The topping I’m featuring is one of my favorites. I don’t like things to be super-sweet. I love the combination of peanut butter and apple. I also love banana and peanut butter. This sauce has peanut butter that is lightened up by using apple sauce as a base. The peanut butter adds a richness, and just a little syrup keeps it sweet enough. To me, it’s the best of all worlds when it comes to french toast toppings! You could even have it on plain toast, or use it to top pancakes. Throw it on a sundae. The possibilities are endless.
This recipe serves 2.
- 4 slices banana bread (provided it’s still good, the older the better. The more moist it is, the more challenging it will be to get it to soak up the egg mixture)
- 1/2 c – 3/4c. egg whites, or 2 eggs
- 1 tsp vanilla
- 1/4 cup apple sauce
- 3 tbsp syrup (I use no sugar added E.D.Smith)
- 3 tbsp peanut butter (I used natural)
- Preheat and prep your pan. I use a temperature just slightly below medium.

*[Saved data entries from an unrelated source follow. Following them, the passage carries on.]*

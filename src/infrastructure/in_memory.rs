use crate::domain::ports::StateBackend;
use crate::error::Result;
use async_trait::async_trait;
use std::collections::HashMap;
use std::sync::Arc;
use tokio::sync::RwLock;

/// A volatile key/value backend.
///
/// Uses `Arc<RwLock<HashMap<String, Vec<u8>>>>` so clones share the same entries.
/// Nothing survives the process; handy for tests and throwaway sessions.
#[derive(Default, Clone)]
pub struct InMemoryBackend {
    entries: Arc<RwLock<HashMap<String, Vec<u8>>>>,
}

impl InMemoryBackend {
    pub fn new() -> Self {
        Self::default()
    }
}

#[async_trait]
impl StateBackend for InMemoryBackend {
    async fn load(&self, key: &str) -> Result<Option<Vec<u8>>> {
        let entries = self.entries.read().await;
        Ok(entries.get(key).cloned())
    }

    async fn save(&self, key: &str, value: Vec<u8>) -> Result<()> {
        let mut entries = self.entries.write().await;
        entries.insert(key.to_string(), value);
        Ok(())
    }

    async fn remove(&self, key: &str) -> Result<()> {
        let mut entries = self.entries.write().await;
        entries.remove(key);
        Ok(())
    }
}
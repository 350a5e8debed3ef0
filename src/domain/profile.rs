use super::tutor::Subject;
use super::wallet::{Amount, Balance};
use crate::error::{MarketError, Result};
use serde::{Deserialize, Serialize};
use std::fmt;
use std::str::FromStr;

#[derive(Debug, Serialize, Deserialize, PartialEq, Eq, Clone, Copy, Default)]
#[serde(rename_all = "lowercase")]
pub enum UserRole {
    #[default]
    Student,
    Tutor,
}

impl UserRole {
    /// The other role. Applying it twice yields the original role.
    pub fn toggled(self) -> Self {
        match self {
            UserRole::Student => UserRole::Tutor,
            UserRole::Tutor => UserRole::Student,
        }
    }
}

impl fmt::Display for UserRole {
    fn fmt(&self, f: &mut fmt::Formatter<'_>) -> fmt::Result {
        match self {
            UserRole::Student => write!(f, "student"),
            UserRole::Tutor => write!(f, "tutor"),
        }
    }
}

impl FromStr for UserRole {
    type Err = MarketError;

    fn from_str(s: &str) -> Result<Self> {
        match s.trim().to_lowercase().as_str() {
            "student" => Ok(UserRole::Student),
            "tutor" => Ok(UserRole::Tutor),
            other => Err(MarketError::ValidationError(format!(
                "Unknown role: {other}"
            ))),
        }
    }
}

/// A signed-in user as stored in the `profiles` table.
#[derive(Debug, Serialize, Deserialize, PartialEq, Clone)]
#[serde(rename_all = "camelCase")]
pub struct UserProfile {
    pub id: String,
    pub name: String,
    pub email: String,
    pub role: UserRole,
    pub avatar: String,
    /// Only meaningful for students.
    #[serde(default)]
    pub wallet_balance: Balance,
    #[serde(default, skip_serializing_if = "Option::is_none")]
    pub bio: Option<String>,
    #[serde(default, skip_serializing_if = "Option::is_none")]
    pub specialty: Option<String>,
    #[serde(default, skip_serializing_if = "Option::is_none")]
    pub hourly_rate: Option<Amount>,
    #[serde(default, skip_serializing_if = "Option::is_none")]
    pub subjects: Option<Vec<Subject>>,
}

impl UserProfile {
    pub fn is_tutor(&self) -> bool {
        self.role == UserRole::Tutor
    }

    /// Applies every field set in `patch` to this profile.
    pub fn apply(&mut self, patch: &ProfilePatch) {
        if let Some(name) = &patch.name {
            self.name = name.clone();
        }
        if let Some(email) = &patch.email {
            self.email = email.clone();
        }
        if let Some(role) = patch.role {
            self.role = role;
        }
        if let Some(avatar) = &patch.avatar {
            self.avatar = avatar.clone();
        }
        if let Some(balance) = patch.wallet_balance {
            self.wallet_balance = balance;
        }
        if let Some(bio) = &patch.bio {
            self.bio = Some(bio.clone());
        }
        if let Some(specialty) = &patch.specialty {
            self.specialty = Some(specialty.clone());
        }
        if let Some(rate) = patch.hourly_rate {
            self.hourly_rate = Some(rate);
        }
        if let Some(subjects) = &patch.subjects {
            self.subjects = Some(subjects.clone());
        }
    }
}

/// A partial update of a profile row. Unset fields are left untouched.
#[derive(Debug, Serialize, Deserialize, PartialEq, Clone, Default)]
#[serde(rename_all = "camelCase")]
pub struct ProfilePatch {
    #[serde(skip_serializing_if = "Option::is_none")]
    pub name: Option<String>,
    #[serde(skip_serializing_if = "Option::is_none")]
    pub email: Option<String>,
    #[serde(skip_serializing_if = "Option::is_none")]
    pub role: Option<UserRole>,
    #[serde(skip_serializing_if = "Option::is_none")]
    pub avatar: Option<String>,
    #[serde(skip_serializing_if = "Option::is_none")]
    pub wallet_balance: Option<Balance>,
    #[serde(skip_serializing_if = "Option::is_none")]
    pub bio: Option<String>,
    #[serde(skip_serializing_if = "Option::is_none")]
    pub specialty: Option<String>,
    #[serde(skip_serializing_if = "Option::is_none")]
    pub hourly_rate: Option<Amount>,
    #[serde(skip_serializing_if = "Option::is_none")]
    pub subjects: Option<Vec<Subject>>,
}

impl ProfilePatch {
    pub fn role(role: UserRole) -> Self {
        Self {
            role: Some(role),
            ..Self::default()
        }
    }

    pub fn is_empty(&self) -> bool {
        *self == Self::default()
    }

    /// Rejects edits a profile form would not accept.
    pub fn validate(&self) -> Result<()> {
        if let Some(name) = &self.name
            && name.trim().is_empty()
        {
            return Err(MarketError::ValidationError(
                "Name must not be empty".to_string(),
            ));
        }
        if let Some(email) = &self.email
            && !email.contains('@')
        {
            return Err(MarketError::ValidationError(format!(
                "Invalid email address: {email}"
            )));
        }
        Ok(())
    }
}
use assert_cmd::cargo_bin;
use std::path::Path;
use std::process::Command;

/// A `tutorhub` invocation whose local state lives in `dir`.
pub fn tutorhub(dir: &Path) -> Command {
    let mut cmd = Command::new(cargo_bin!("tutorhub"));
    cmd.env_remove("RUST_LOG")
        .env_remove("TUTORHUB_BACKEND")
        .env_remove("TUTORHUB_DB_PATH")
        .env_remove("TUTORHUB_STARTING_BALANCE")
        .env_remove("TUTORHUB_EMAIL")
        .env_remove("TUTORHUB_PASSWORD")
        .arg("--state-file")
        .arg(dir.join("state.json"));
    cmd
}

#[allow(dead_code)]
pub fn sign_up(dir: &Path, extra: &[&str]) -> Command {
    let mut cmd = tutorhub(dir);
    cmd.args(extra).args([
        "signup",
        "--name",
        "Sara Mahmoud",
        "--email",
        "sara@example.com",
        "--password",
        "secret",
    ]);
    cmd
}
use crate::domain::appointment::{Appointment, AppointmentStatus};
use crate::domain::profile::{UserProfile, UserRole};
use crate::domain::wallet::Balance;

/// The appointments a user's dashboard shows: as a student, the sessions
/// they booked; as a tutor, the sessions booked with them.
pub fn visible_appointments<'a>(
    user: &UserProfile,
    appointments: &'a [Appointment],
) -> Vec<&'a Appointment> {
    appointments
        .iter()
        .filter(|a| match user.role {
            UserRole::Student => a.student_id == user.id,
            UserRole::Tutor => a.tutor_id == user.id,
        })
        .collect()
}

#[derive(Debug, Clone, PartialEq)]
pub struct DashboardSummary {
    pub role: UserRole,
    pub wallet_balance: Balance,
    pub upcoming: usize,
    pub total: usize,
}

impl DashboardSummary {
    pub fn for_user(user: &UserProfile, appointments: &[Appointment]) -> Self {
        let visible = visible_appointments(user, appointments);
        Self {
            role: user.role,
            wallet_balance: user.wallet_balance,
            upcoming: visible
                .iter()
                .filter(|a| a.status == AppointmentStatus::Upcoming)
                .count(),
            total: visible.len(),
        }
    }
}
use super::wallet::Amount;
use crate::error::{MarketError, Result};
use serde::{Deserialize, Serialize};
use std::fmt;
use std::str::FromStr;

/// The subjects a tutor can teach.
///
/// Stored and displayed with the catalog's labels; the English slug is
/// accepted when parsing so that the subject can be typed on any keyboard.
#[derive(Debug, Serialize, Deserialize, PartialEq, Eq, Clone, Copy, Hash)]
pub enum Subject {
    #[serde(rename = "الرياضيات")]
    Mathematics,
    #[serde(rename = "الفيزياء")]
    Physics,
    #[serde(rename = "اللغة العربية")]
    Arabic,
    #[serde(rename = "اللغة الإنجليزية")]
    English,
    #[serde(rename = "البرمجة")]
    Programming,
    #[serde(rename = "العلوم")]
    Science,
}

impl Subject {
    pub const ALL: [Subject; 6] = [
        Subject::Mathematics,
        Subject::Physics,
        Subject::Arabic,
        Subject::English,
        Subject::Programming,
        Subject::Science,
    ];

    pub fn label(&self) -> &'static str {
        match self {
            Subject::Mathematics => "الرياضيات",
            Subject::Physics => "الفيزياء",
            Subject::Arabic => "اللغة العربية",
            Subject::English => "اللغة الإنجليزية",
            Subject::Programming => "البرمجة",
            Subject::Science => "العلوم",
        }
    }

    pub fn slug(&self) -> &'static str {
        match self {
            Subject::Mathematics => "math",
            Subject::Physics => "physics",
            Subject::Arabic => "arabic",
            Subject::English => "english",
            Subject::Programming => "programming",
            Subject::Science => "science",
        }
    }
}

impl fmt::Display for Subject {
    fn fmt(&self, f: &mut fmt::Formatter<'_>) -> fmt::Result {
        f.write_str(self.label())
    }
}

impl FromStr for Subject {
    type Err = MarketError;

    fn from_str(s: &str) -> Result<Self> {
        let wanted = s.trim();
        Subject::ALL
            .into_iter()
            .find(|subject| {
                subject.label() == wanted || subject.slug().eq_ignore_ascii_case(wanted)
            })
            .ok_or_else(|| MarketError::ValidationError(format!("Unknown subject: {wanted}")))
    }
}

/// A day on which a tutor can be booked, with its time slots.
#[derive(Debug, Serialize, Deserialize, PartialEq, Clone)]
pub struct Availability {
    pub day: String,
    pub slots: Vec<String>,
}

impl Availability {
    pub fn offers(&self, day: &str, time: &str) -> bool {
        self.day == day && self.slots.iter().any(|slot| slot == time)
    }
}

#[derive(Debug, Serialize, Deserialize, PartialEq, Clone)]
#[serde(rename_all = "camelCase")]
pub struct Review {
    pub id: String,
    pub student_name: String,
    pub rating: f32,
    pub comment: String,
    pub date: String,
}

/// A catalog entry. Read-only once the catalog is loaded.
#[derive(Debug, Serialize, Deserialize, PartialEq, Clone)]
#[serde(rename_all = "camelCase")]
pub struct Tutor {
    pub id: String,
    pub name: String,
    pub specialty: String,
    pub bio: String,
    pub rating: f32,
    pub reviews_count: u32,
    pub hourly_rate: Amount,
    pub avatar: String,
    pub subjects: Vec<Subject>,
    #[serde(default)]
    pub availability: Vec<Availability>,
    #[serde(default)]
    pub reviews: Vec<Review>,
}

impl Tutor {
    pub fn teaches(&self, subject: Subject) -> bool {
        self.subjects.contains(&subject)
    }

    pub fn is_available(&self, day: &str, time: &str) -> bool {
        self.availability.iter().any(|a| a.offers(day, time))
    }

    pub fn summary(&self) -> TutorSummary {
        TutorSummary {
            id: self.id.clone(),
            name: self.name.clone(),
            specialty: self.specialty.clone(),
            bio: self.bio.clone(),
            subjects: self.subjects.clone(),
        }
    }
}

/// The compact projection of a tutor that is sent to the recommender.
#[derive(Debug, Serialize, PartialEq, Clone)]
pub struct TutorSummary {
    pub id: String,
    pub name: String,
    pub specialty: String,
    pub bio: String,
    pub subjects: Vec<Subject>,
}
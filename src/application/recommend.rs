use crate::domain::ports::TextGeneratorBox;
use crate::domain::tutor::{Tutor, TutorSummary};
use crate::error::Result;
use serde::Deserialize;
use serde_json::{Value, json};
use tracing::{debug, warn};

pub const DEFAULT_REASONING_LANGUAGE: &str = "Arabic";

/// The tutor the AI picked and why.
#[derive(Debug, Clone, PartialEq, Deserialize)]
#[serde(rename_all = "camelCase")]
pub struct Recommendation {
    pub tutor_id: String,
    pub reasoning: String,
}

/// Asks a generative-text service which tutor best fits a student's request.
pub struct RecommendationService {
    generator: TextGeneratorBox,
    reasoning_language: String,
}

impl RecommendationService {
    pub fn new(generator: TextGeneratorBox) -> Self {
        Self::with_language(generator, DEFAULT_REASONING_LANGUAGE)
    }

    pub fn with_language(generator: TextGeneratorBox, language: impl Into<String>) -> Self {
        Self {
            generator,
            reasoning_language: language.into(),
        }
    }

    /// Returns `Ok(None)` when the answer cannot be used: unparseable JSON,
    /// missing fields, or a tutor that is not in `tutors`. Only transport
    /// failures are errors.
    pub async fn recommend(&self, query: &str, tutors: &[Tutor]) -> Result<Option<Recommendation>> {
        let summaries: Vec<TutorSummary> = tutors.iter().map(Tutor::summary).collect();
        let prompt = self.prompt(query, &summaries)?;

        let raw = self.generator.generate_json(&prompt, &response_schema()).await?;
        debug!(bytes = raw.len(), "Received recommendation");

        let Some(recommendation) = parse_recommendation(&raw) else {
            return Ok(None);
        };
        if !tutors.iter().any(|t| t.id == recommendation.tutor_id) {
            warn!(tutor_id = %recommendation.tutor_id, "Recommended tutor is not in the catalog");
            return Ok(None);
        }
        Ok(Some(recommendation))
    }

    fn prompt(&self, query: &str, summaries: &[TutorSummary]) -> Result<String> {
        let catalog = serde_json::to_string(summaries)?;
        Ok(format!(
            "A student wrote the following request: \"{query}\"\n\
             Choose the best tutor from the list below and explain why they are the best fit.\n\
             {catalog}\n\n\
             Answer in JSON with:\n\
             1. tutorId (the id of the chosen tutor)\n\
             2. reasoning (the reason, written in {language} in a friendly and convincing tone)",
            language = self.reasoning_language,
        ))
    }
}

/// The shape the generator must answer with.
pub fn response_schema() -> Value {
    json!({
        "type": "OBJECT",
        "properties": {
            "tutorId": { "type": "STRING" },
            "reasoning": { "type": "STRING" }
        },
        "required": ["tutorId", "reasoning"]
    })
}

/// Parses the generator's answer, logging instead of failing.
pub fn parse_recommendation(raw: &str) -> Option<Recommendation> {
    let text = if raw.trim().is_empty() { "{}" } else { raw };
    match serde_json::from_str::<Recommendation>(text) {
        Ok(recommendation) => Some(recommendation),
        Err(e) => {
            warn!(error = %e, "Failed to parse AI response");
            None
        }
    }
}
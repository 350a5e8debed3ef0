use crate::domain::appointment::{Appointment, NewAppointment};
use crate::domain::auth::{AuthUser, Credentials, Session, SignUpDetails};
use crate::domain::ports::{AppointmentStore, AuthProvider, ProfileStore};
use crate::domain::profile::{ProfilePatch, UserProfile};
use crate::domain::wallet::Balance;
use crate::error::{MarketError, Result};
use async_trait::async_trait;
use reqwest::{Client, RequestBuilder, Response};
use serde::Deserialize;
use serde::de::DeserializeOwned;
use serde_json::json;
use std::sync::Arc;
use tokio::sync::RwLock;
use tracing::{debug, info};

const PROFILES_TABLE: &str = "profiles";
const APPOINTMENTS_TABLE: &str = "appointments";

/// Client for a hosted Supabase project: GoTrue for auth, PostgREST for rows.
///
/// `Clone` shares the HTTP connection pool and the signed-in session.
#[derive(Clone)]
pub struct SupabaseClient {
    http: Client,
    base_url: String,
    anon_key: String,
    session: Arc<RwLock<Option<Session>>>,
}

#[derive(Debug, Deserialize)]
struct TokenResponse {
    access_token: Option<String>,
    user: Option<AuthUser>,
}

/// GoTrue has used both shapes over time; accept either.
#[derive(Debug, Default, Deserialize)]
struct AuthErrorBody {
    error_code: Option<String>,
    error: Option<String>,
    msg: Option<String>,
    error_description: Option<String>,
    message: Option<String>,
}

impl AuthErrorBody {
    fn is_unconfirmed_email(&self) -> bool {
        self.error_code.as_deref() == Some("email_not_confirmed")
            || self
                .text()
                .to_lowercase()
                .contains("email not confirmed")
    }

    fn text(&self) -> String {
        self.msg
            .clone()
            .or_else(|| self.error_description.clone())
            .or_else(|| self.message.clone())
            .or_else(|| self.error.clone())
            .unwrap_or_else(|| "unknown error".to_string())
    }
}

impl SupabaseClient {
    pub fn new(base_url: impl Into<String>, anon_key: impl Into<String>) -> Self {
        Self {
            http: Client::new(),
            base_url: base_url.into().trim_end_matches('/').to_string(),
            anon_key: anon_key.into(),
            session: Arc::new(RwLock::new(None)),
        }
    }

    fn rest_url(&self, table: &str) -> String {
        format!("{}/rest/v1/{}", self.base_url, table)
    }

    fn auth_url(&self, path: &str) -> String {
        format!("{}/auth/v1/{}", self.base_url, path)
    }

    /// Attaches the project key and the caller's bearer token.
    async fn authorize(&self, request: RequestBuilder) -> RequestBuilder {
        let session = self.session.read().await;
        let token = session
            .as_ref()
            .map(|s| s.access_token.as_str())
            .unwrap_or(self.anon_key.as_str());
        request.header("apikey", &self.anon_key).bearer_auth(token)
    }

    async fn rows<T: DeserializeOwned>(&self, request: RequestBuilder) -> Result<Vec<T>> {
        let response = self.authorize(request).await.send().await?;
        let response = check_status(response).await?;
        Ok(response.json().await?)
    }

    async fn auth_call(&self, request: RequestBuilder) -> Result<TokenResponse> {
        let response = request.header("apikey", &self.anon_key).send().await?;
        let status = response.status();
        if status.is_success() {
            return Ok(response.json().await?);
        }
        let body: AuthErrorBody = response.json().await.unwrap_or_default();
        if body.is_unconfirmed_email() {
            return Err(MarketError::EmailNotConfirmed);
        }
        if status.is_client_error() {
            return Err(MarketError::AuthError(body.text()));
        }
        Err(MarketError::BackendError {
            status: status.as_u16(),
            message: body.text(),
        })
    }

    async fn remember(&self, session: Session) -> Session {
        let mut current = self.session.write().await;
        *current = Some(session.clone());
        session
    }
}

/// Turns a non-2xx PostgREST response into a `BackendError`.
async fn check_status(response: Response) -> Result<Response> {
    let status = response.status();
    if status.is_success() {
        return Ok(response);
    }
    let message = response.text().await.unwrap_or_default();
    Err(MarketError::BackendError {
        status: status.as_u16(),
        message,
    })
}

fn first_row<T>(rows: Vec<T>, what: impl FnOnce() -> MarketError) -> Result<T> {
    rows.into_iter().next().ok_or_else(what)
}

fn eq(value: &str) -> String {
    format!("eq.{value}")
}

fn participant_filter(user_id: &str) -> String {
    format!("(studentId.eq.{user_id},tutorId.eq.{user_id})")
}

fn into_session(token: TokenResponse) -> Option<Session> {
    match (token.access_token, token.user) {
        (Some(access_token), Some(user)) => Some(Session { access_token, user }),
        _ => None,
    }
}

#[async_trait]
impl ProfileStore for SupabaseClient {
    async fn get(&self, user_id: &str) -> Result<Option<UserProfile>> {
        let request = self
            .http
            .get(self.rest_url(PROFILES_TABLE))
            .query(&[("select", "*".to_string()), ("id", eq(user_id))]);
        let rows: Vec<UserProfile> = self.rows(request).await?;
        Ok(rows.into_iter().next())
    }

    async fn insert(&self, profile: UserProfile) -> Result<()> {
        let request = self
            .http
            .post(self.rest_url(PROFILES_TABLE))
            .header("Prefer", "resolution=merge-duplicates,return=minimal")
            .json(&[&profile]);
        let response = self.authorize(request).await.send().await?;
        check_status(response).await?;
        debug!(user_id = %profile.id, "Upserted profile row");
        Ok(())
    }

    async fn update(&self, user_id: &str, patch: ProfilePatch) -> Result<UserProfile> {
        let request = self
            .http
            .patch(self.rest_url(PROFILES_TABLE))
            .query(&[("id", eq(user_id))])
            .header("Prefer", "return=representation")
            .json(&patch);
        let rows = self.rows(request).await?;
        first_row(rows, || MarketError::NotFound(format!("Profile {user_id}")))
    }

    async fn update_wallet(
        &self,
        user_id: &str,
        expected: Balance,
        new: Balance,
    ) -> Result<UserProfile> {
        let request = self
            .http
            .patch(self.rest_url(PROFILES_TABLE))
            .query(&[
                ("id", eq(user_id)),
                ("walletBalance", eq(&expected.to_string())),
            ])
            .header("Prefer", "return=representation")
            .json(&ProfilePatch {
                wallet_balance: Some(new),
                ..ProfilePatch::default()
            });
        let rows = self.rows(request).await?;
        first_row(rows, || {
            MarketError::Conflict(format!(
                "Wallet of {user_id} no longer holds {expected}"
            ))
        })
    }
}

#[async_trait]
impl AppointmentStore for SupabaseClient {
    async fn insert(&self, appointment: NewAppointment) -> Result<Appointment> {
        let request = self
            .http
            .post(self.rest_url(APPOINTMENTS_TABLE))
            .header("Prefer", "return=representation")
            .json(&[&appointment]);
        let rows = self.rows(request).await?;
        first_row(rows, || MarketError::BackendError {
            status: 201,
            message: "Insert returned no appointment".to_string(),
        })
    }

    async fn for_participant(&self, user_id: &str) -> Result<Vec<Appointment>> {
        let request = self.http.get(self.rest_url(APPOINTMENTS_TABLE)).query(&[
            ("select", "*".to_string()),
            ("or", participant_filter(user_id)),
            ("order", "date.asc".to_string()),
        ]);
        self.rows(request).await
    }
}

#[async_trait]
impl AuthProvider for SupabaseClient {
    async fn current_session(&self) -> Result<Option<Session>> {
        Ok(self.session.read().await.clone())
    }

    async fn sign_in(&self, credentials: &Credentials) -> Result<Session> {
        let request = self
            .http
            .post(self.auth_url("token"))
            .query(&[("grant_type", "password")])
            .json(credentials);
        let token = self.auth_call(request).await?;
        let session = into_session(token)
            .ok_or_else(|| MarketError::AuthError("No session in sign-in response".to_string()))?;
        debug!(user_id = %session.user.id, "Signed in");
        Ok(self.remember(session).await)
    }

    async fn sign_up(&self, details: &SignUpDetails) -> Result<Option<Session>> {
        let metadata = details.metadata();
        let request = self.http.post(self.auth_url("signup")).json(&json!({
            "email": details.credentials.email,
            "password": details.credentials.password,
            "data": metadata,
        }));
        let token = self.auth_call(request).await?;
        match into_session(token) {
            Some(session) => Ok(Some(self.remember(session).await)),
            None => {
                info!(email = %details.credentials.email, "Sign-up awaits email confirmation");
                Ok(None)
            }
        }
    }

    async fn sign_out(&self) -> Result<()> {
        let token = self.session.write().await.take();
        if let Some(session) = token {
            let request = self
                .http
                .post(self.auth_url("logout"))
                .header("apikey", &self.anon_key)
                .bearer_auth(&session.access_token);
            check_status(request.send().await?).await?;
        }
        Ok(())
    }
}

- This step is optional: You may find it helpful to lightly toast your banana bread before you dip it. This will dry it out a little. The less moist it is, the more it will absorb the egg-mixture. (This tip also works with regular fresh bread, if you want to make it more absorbant)
- In a bowl, combine egg whites/eggs and vanilla. Whisk together.
- Dip bread in egg mixture.
(When I do this, I like to let the bread soak for a minute or two, so it’s got more of a chance to grab the mixture. I rotate the slices as I do this).
- Place slices on the pan.
- If you have an remaining egg mixture, pour it on top of the slices in the pan.
- Cook for a few minutes on each side, until golden.
To make the topping:
- Combine remaining ingredients.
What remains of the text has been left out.